If you build stonehenge you won't need HS. Stonehenge pumps out enough faith to generate a GP by the time HS rolls around and then some.
 
Stonehedge can be important but with lucky pantheon can be pretty weak, I'd still say GL for all around flexibility. For certian civs like Maya on theology beeline it is ridiculous.

As for Petra I conquered only desert civ so I got the wonder post turn 200 on normal. Both times Ive used it though man it has helped and late 6 culture is still nice.
 
Petra hands down. If you can get a nice desert hills start with a river, HOLY $#!7. 3 Hammers, 1 Food 1-2 Commerce + either 2 Food, 2 Hammers or 2-3 Commerce or settle a GP. I love this wonder.
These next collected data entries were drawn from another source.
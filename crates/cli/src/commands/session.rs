// SPDX-License-Identifier: BUSL-1.1
// Copyright (c) 2026 Alfred Jean LLC

//! `dnd session` - Session-active flag
//!
//! Stands in for the app's session layer, which owns this flag.

use std::io::Write;

use anyhow::Result;
use clap::{Args, Subcommand};
use dnd_adapters::SessionFlagStore;
use serde::Serialize;

use crate::output::{self, OutputFormat};

#[derive(Args)]
pub struct SessionArgs {
    #[command(subcommand)]
    pub command: SessionCommand,
}

#[derive(Subcommand)]
pub enum SessionCommand {
    /// Mark a focus session as running
    Start,
    /// Mark the focus session as finished
    Stop,
    /// Show whether a focus session is running
    Status,
}

#[derive(Debug, Serialize)]
pub(crate) struct SessionReport<'a> {
    pub key: &'a str,
    pub running: bool,
}

pub fn handle<S: SessionFlagStore>(
    command: SessionCommand,
    store: &S,
    key: &str,
    format: OutputFormat,
) -> Result<()> {
    let running = match command {
        SessionCommand::Start => {
            store.set(key, true)?;
            tracing::info!(key, "session started");
            true
        }
        SessionCommand::Stop => {
            store.set(key, false)?;
            tracing::info!(key, "session stopped");
            false
        }
        SessionCommand::Status => store.is_set(key)?,
    };
    format_session(
        &mut std::io::stdout(),
        &SessionReport { key, running },
        format,
    )
}

pub(crate) fn format_session(
    out: &mut impl Write,
    report: &SessionReport<'_>,
    format: OutputFormat,
) -> Result<()> {
    match format {
        OutputFormat::Text => {
            let state = if report.running { "running" } else { "stopped" };
            writeln!(out, "session {}", state)?;
        }
        OutputFormat::Json => output::write_json(out, report)?,
    }
    Ok(())
}

#[cfg(test)]
#[path = "session_tests.rs"]
mod tests;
Hell, even normal deserts become the equivalent of a plains on a river. And Oasis? 4 Food, 1 Hammer, 3 Commerce :D
 
I think Petra could be nice, especially if you're surrounded with Desert Tiles, but i voted for the Great Library. Petra is too situational, same with The Colossus. The other wonder i really like is Stonehenge, it gives so much Faith, its really a worthwhile. But it can't beat the Great Library with the increased cost of Iron Working or as quick follow up into Philosophy or Drama and Poetry.
 
Except that on higher difficulties(Immortal/Deity... mostly Deity) the Great Library also become situational. You need to have luck and the perfect setup to get it and even then its like a 60% chance the AI will beat you to it. Petra on the otherhand easily attainable as long as you don't put it off of course for what it does, why would you :D Rerolling for a desert start is much easier than rerolling for an optimal start on higher difficulties.
 
Love the status of zeus, makes rolling cities that much easier,, ;)
 
Petra is great with the desert folklore belief, if you're in a desert heavy region. For desert tiles with no resources (i.e. just flat desert), you could settle GPs down on them and rack up the culture and gold. :D

Also remember to build a Landship and enter the city with Petra to get the achievement. :)
 
I still like Great Library/National College starts as it keeps you in the tech race. However, Stonehenge is very yummy now. Colossus is also a nice yummy wonder on water maps. :D
 
There is a very powerful chain I see now -

Desert Folklore -> Hanging Gardens -> Petra. Hanging Gardens is the most dicey as its a wonder people still rush to, but you can rush for it to straight yourself (with a Desert start you want to head to Petra anyways)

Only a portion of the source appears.